▶ **Assignment**
Some entries follow. Reproduce exactly the lines starting at the one with "pub(crate) const MAX_TOOL_NAME_LENGTH: usize" and stopping after the one with "fn as_ref(&self) -> &Uuid".

▶ **Task inputs**
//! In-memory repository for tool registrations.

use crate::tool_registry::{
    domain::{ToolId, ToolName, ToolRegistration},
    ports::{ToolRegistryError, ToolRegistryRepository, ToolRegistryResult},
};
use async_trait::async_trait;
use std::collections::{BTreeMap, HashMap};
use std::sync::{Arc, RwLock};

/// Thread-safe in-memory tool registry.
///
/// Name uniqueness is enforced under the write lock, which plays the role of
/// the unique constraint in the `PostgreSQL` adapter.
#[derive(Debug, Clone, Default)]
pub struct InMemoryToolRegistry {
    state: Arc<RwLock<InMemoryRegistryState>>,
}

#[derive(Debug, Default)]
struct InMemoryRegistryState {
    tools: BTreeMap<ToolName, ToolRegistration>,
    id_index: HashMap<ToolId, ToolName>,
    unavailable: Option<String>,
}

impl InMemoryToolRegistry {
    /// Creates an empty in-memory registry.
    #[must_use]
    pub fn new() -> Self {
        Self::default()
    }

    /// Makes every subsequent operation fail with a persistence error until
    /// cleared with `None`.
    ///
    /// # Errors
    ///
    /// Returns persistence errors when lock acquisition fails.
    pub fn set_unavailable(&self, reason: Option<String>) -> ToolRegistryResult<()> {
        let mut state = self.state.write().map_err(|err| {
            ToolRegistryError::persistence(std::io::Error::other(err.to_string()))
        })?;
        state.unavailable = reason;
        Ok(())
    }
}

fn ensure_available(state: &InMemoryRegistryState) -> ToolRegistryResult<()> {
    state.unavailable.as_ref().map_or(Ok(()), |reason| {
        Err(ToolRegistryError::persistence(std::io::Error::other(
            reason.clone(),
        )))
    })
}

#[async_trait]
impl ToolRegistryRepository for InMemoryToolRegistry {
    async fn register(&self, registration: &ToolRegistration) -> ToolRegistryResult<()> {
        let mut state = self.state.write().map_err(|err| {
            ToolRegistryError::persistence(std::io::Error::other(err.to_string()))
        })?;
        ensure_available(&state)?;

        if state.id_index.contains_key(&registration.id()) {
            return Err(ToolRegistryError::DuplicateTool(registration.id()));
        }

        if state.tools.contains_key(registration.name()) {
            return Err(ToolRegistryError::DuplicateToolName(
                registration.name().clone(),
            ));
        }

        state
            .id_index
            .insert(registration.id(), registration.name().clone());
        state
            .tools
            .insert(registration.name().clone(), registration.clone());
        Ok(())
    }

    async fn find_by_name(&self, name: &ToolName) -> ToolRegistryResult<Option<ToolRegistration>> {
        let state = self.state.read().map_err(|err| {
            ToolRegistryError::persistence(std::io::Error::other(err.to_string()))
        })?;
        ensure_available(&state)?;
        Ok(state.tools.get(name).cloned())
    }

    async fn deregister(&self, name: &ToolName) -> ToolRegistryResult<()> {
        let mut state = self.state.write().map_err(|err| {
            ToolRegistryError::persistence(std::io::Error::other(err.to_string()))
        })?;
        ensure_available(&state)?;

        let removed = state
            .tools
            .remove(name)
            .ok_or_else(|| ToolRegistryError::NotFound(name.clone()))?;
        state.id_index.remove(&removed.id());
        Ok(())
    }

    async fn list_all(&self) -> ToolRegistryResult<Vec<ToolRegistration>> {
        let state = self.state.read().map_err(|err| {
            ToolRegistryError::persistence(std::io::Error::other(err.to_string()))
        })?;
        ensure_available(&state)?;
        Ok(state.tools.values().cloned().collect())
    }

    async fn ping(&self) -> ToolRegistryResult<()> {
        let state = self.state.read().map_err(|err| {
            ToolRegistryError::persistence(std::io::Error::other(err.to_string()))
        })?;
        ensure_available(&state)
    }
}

--

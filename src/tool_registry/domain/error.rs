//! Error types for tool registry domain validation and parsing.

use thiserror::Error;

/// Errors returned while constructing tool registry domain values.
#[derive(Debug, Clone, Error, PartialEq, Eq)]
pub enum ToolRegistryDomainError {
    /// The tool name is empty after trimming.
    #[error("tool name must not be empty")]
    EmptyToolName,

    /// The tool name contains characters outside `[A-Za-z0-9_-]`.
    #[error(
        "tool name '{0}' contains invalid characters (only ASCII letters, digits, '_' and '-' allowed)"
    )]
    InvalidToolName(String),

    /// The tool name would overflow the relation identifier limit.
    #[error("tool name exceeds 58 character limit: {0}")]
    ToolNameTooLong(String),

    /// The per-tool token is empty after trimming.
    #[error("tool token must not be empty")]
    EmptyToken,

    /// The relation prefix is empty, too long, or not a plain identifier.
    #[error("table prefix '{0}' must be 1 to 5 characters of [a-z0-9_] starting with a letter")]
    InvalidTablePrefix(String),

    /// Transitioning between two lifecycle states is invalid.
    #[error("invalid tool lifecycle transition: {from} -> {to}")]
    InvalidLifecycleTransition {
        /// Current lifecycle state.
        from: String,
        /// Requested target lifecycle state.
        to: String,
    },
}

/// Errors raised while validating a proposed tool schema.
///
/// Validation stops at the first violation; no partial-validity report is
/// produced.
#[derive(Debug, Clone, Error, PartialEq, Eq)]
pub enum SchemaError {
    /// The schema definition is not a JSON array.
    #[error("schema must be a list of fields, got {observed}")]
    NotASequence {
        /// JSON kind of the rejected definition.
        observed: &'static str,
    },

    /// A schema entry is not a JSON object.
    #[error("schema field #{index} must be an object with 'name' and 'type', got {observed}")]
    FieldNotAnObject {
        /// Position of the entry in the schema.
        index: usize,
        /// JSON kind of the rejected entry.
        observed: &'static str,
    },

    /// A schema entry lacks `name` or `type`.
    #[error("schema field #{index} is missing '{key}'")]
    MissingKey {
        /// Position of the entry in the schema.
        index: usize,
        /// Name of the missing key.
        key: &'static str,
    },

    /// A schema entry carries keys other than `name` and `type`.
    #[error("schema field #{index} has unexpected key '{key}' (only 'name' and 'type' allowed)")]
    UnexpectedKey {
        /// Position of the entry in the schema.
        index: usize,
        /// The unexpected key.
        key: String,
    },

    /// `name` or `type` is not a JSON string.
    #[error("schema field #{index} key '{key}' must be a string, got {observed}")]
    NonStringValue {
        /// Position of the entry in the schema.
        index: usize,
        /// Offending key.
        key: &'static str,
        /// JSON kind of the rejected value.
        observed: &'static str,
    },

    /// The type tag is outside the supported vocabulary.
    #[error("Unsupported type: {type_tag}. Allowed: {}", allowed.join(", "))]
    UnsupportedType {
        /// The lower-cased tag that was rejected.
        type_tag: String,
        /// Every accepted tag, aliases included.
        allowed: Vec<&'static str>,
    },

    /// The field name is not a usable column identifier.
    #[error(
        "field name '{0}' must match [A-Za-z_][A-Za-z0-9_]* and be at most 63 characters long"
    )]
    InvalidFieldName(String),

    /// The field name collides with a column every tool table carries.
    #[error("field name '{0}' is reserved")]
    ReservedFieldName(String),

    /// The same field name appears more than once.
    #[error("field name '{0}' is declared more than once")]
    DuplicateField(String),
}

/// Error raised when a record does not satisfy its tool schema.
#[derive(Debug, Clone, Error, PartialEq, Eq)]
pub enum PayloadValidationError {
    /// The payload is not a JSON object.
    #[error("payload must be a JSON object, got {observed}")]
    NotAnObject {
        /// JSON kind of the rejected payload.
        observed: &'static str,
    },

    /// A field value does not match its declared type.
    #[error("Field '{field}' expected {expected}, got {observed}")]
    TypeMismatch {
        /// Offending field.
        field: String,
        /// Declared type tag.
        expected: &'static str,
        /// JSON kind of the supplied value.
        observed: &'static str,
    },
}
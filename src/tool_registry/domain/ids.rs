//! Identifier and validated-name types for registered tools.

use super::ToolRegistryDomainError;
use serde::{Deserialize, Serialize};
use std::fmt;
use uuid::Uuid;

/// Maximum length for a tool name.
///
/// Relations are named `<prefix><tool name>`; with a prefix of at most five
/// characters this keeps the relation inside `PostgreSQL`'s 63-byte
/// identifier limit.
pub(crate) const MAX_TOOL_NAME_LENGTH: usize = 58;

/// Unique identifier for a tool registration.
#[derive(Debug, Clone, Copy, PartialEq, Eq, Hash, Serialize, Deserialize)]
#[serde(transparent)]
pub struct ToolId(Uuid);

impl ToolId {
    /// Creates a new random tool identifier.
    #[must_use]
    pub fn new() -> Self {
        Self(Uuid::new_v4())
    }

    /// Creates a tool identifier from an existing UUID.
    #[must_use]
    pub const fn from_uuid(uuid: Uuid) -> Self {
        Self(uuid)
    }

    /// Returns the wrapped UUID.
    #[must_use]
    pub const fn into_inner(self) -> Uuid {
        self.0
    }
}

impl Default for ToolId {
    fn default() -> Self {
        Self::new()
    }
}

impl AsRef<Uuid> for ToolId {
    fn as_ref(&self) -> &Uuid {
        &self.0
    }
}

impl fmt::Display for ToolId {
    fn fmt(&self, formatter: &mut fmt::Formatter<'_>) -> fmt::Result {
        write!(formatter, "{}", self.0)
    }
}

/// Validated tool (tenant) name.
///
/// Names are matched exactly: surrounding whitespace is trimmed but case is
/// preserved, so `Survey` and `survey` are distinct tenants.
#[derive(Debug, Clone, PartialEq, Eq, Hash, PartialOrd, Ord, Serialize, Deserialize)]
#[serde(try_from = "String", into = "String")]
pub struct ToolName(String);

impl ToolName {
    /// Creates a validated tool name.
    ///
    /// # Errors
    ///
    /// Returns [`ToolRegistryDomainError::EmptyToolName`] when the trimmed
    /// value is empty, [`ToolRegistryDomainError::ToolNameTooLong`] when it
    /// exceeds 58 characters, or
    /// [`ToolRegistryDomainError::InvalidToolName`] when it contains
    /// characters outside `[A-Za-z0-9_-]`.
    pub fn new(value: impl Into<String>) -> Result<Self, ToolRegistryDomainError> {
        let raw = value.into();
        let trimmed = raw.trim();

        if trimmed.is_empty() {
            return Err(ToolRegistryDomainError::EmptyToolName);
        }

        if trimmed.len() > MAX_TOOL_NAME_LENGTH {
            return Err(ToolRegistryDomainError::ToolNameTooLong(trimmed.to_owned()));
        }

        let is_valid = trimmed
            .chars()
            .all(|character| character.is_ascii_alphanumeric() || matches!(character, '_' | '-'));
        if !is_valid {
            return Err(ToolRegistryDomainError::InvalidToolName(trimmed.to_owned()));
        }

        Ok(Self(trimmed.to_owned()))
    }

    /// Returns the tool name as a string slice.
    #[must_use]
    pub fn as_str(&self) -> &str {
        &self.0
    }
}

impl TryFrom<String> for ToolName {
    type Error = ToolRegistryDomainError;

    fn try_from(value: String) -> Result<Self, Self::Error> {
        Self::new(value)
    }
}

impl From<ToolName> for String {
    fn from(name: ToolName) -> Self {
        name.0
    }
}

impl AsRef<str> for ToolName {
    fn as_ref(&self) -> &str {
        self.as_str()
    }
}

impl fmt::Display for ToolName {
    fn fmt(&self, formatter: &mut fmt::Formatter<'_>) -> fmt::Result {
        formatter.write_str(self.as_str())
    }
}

---

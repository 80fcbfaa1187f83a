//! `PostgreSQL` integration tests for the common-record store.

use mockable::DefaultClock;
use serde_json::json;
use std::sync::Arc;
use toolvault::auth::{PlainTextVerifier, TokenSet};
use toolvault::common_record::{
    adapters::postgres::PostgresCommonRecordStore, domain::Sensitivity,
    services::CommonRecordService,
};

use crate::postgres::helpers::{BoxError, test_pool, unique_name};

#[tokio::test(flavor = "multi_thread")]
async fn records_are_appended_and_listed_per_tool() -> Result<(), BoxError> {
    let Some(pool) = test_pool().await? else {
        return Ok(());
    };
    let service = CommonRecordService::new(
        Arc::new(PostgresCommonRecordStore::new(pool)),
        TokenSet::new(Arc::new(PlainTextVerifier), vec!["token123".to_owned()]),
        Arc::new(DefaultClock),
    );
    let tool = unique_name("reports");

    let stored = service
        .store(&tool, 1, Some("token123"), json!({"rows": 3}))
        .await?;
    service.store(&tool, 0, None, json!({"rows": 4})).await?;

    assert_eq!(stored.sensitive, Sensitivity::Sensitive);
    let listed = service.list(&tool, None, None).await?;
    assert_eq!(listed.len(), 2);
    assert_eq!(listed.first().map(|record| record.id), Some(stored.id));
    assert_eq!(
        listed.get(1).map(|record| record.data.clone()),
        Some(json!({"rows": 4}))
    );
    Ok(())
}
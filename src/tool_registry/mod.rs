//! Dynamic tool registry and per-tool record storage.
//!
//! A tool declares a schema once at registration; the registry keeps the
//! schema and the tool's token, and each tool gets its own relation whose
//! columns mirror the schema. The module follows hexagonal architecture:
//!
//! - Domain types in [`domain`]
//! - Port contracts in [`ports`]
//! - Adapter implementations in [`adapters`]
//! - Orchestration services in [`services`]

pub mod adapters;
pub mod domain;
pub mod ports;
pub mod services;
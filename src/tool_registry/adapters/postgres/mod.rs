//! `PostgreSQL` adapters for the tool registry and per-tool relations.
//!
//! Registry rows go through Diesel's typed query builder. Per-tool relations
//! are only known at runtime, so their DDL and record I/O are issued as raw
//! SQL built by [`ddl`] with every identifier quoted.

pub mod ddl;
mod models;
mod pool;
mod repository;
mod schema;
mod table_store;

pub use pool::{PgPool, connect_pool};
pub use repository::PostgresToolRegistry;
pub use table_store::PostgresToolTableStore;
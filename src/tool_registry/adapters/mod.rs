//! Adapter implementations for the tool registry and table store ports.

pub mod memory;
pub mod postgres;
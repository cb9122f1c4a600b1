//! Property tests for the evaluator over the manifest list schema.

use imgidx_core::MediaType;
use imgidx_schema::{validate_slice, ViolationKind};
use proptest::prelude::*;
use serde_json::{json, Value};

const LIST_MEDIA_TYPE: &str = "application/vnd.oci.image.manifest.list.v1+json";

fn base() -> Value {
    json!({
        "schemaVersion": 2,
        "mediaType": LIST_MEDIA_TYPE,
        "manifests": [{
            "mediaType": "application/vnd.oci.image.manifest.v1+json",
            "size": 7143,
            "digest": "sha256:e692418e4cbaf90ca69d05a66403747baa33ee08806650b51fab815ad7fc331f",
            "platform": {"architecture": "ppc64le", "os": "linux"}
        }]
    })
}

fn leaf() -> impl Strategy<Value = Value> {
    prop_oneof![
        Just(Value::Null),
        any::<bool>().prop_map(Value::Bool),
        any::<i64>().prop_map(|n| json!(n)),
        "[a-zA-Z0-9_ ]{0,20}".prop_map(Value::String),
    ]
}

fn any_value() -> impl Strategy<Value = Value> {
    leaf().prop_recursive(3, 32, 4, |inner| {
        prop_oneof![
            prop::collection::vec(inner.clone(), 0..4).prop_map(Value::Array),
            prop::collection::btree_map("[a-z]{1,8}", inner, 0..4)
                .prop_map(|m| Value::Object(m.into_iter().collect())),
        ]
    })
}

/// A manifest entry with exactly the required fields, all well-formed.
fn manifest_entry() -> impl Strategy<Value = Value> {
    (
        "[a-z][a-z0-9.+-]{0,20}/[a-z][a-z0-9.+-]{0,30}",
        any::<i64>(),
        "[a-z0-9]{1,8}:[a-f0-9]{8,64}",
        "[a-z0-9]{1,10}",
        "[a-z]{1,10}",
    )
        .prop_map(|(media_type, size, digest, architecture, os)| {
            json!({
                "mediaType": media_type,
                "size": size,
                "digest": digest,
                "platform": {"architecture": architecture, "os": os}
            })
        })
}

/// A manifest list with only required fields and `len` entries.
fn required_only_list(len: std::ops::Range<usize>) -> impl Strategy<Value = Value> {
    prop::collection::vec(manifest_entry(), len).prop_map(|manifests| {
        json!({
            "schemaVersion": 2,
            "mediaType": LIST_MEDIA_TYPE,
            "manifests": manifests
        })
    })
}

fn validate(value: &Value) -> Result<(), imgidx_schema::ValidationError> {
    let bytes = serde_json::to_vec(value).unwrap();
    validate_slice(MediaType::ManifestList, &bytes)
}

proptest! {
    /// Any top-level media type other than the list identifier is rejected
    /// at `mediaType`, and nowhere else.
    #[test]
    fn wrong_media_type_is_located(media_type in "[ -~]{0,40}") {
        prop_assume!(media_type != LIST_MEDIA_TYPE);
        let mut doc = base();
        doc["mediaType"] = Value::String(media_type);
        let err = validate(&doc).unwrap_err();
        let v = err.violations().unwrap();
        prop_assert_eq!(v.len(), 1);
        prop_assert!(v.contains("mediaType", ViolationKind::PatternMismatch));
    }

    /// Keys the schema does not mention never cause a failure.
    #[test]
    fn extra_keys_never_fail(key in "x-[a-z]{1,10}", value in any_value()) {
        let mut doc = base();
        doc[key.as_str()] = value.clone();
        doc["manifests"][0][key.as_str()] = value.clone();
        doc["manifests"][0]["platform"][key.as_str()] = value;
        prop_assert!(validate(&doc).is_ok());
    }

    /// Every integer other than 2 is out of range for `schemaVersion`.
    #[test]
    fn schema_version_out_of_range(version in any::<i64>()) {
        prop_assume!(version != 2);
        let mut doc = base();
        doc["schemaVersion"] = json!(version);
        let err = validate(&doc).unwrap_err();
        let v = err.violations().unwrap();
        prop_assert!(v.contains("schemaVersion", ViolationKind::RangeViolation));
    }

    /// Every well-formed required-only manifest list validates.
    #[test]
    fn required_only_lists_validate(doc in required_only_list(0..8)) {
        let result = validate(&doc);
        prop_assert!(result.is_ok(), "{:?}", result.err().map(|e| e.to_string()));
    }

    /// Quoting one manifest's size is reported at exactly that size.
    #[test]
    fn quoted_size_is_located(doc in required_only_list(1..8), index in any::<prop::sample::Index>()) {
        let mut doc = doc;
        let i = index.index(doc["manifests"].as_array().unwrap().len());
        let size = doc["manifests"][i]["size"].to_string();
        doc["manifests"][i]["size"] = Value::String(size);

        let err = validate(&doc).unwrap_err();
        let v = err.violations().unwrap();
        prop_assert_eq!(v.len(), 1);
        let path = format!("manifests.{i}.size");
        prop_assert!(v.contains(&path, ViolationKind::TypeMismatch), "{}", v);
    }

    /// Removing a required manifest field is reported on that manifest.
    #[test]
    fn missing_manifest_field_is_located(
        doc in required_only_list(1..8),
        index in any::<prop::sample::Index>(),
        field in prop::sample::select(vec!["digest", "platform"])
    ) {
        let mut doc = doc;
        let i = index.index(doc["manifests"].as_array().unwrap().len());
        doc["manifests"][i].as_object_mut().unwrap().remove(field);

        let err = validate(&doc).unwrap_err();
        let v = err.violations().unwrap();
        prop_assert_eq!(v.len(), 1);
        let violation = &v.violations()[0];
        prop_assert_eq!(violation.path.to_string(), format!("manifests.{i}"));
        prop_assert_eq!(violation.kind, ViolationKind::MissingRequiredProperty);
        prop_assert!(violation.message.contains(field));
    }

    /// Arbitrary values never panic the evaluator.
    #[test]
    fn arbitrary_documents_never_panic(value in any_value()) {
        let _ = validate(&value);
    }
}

▶ **Answer space**
pub(crate) const MAX_TOOL_NAME_LENGTH: usize = 58;

/// Unique identifier for a tool registration.
#[derive(Debug, Clone, Copy, PartialEq, Eq, Hash, Serialize, Deserialize)]
#[serde(transparent)]
pub struct ToolId(Uuid);

impl ToolId {
    /// Creates a new random tool identifier.
    #[must_use]
    pub fn new() -> Self {
        Self(Uuid::new_v4())
    }

    /// Creates a tool identifier from an existing UUID.
    #[must_use]
    pub const fn from_uuid(uuid: Uuid) -> Self {
        Self(uuid)
    }

    /// Returns the wrapped UUID.
    #[must_use]
    pub const fn into_inner(self) -> Uuid {
        self.0
    }
}

impl Default for ToolId {
    fn default() -> Self {
        Self::new()
    }
}

impl AsRef<Uuid> for ToolId {
    fn as_ref(&self) -> &Uuid {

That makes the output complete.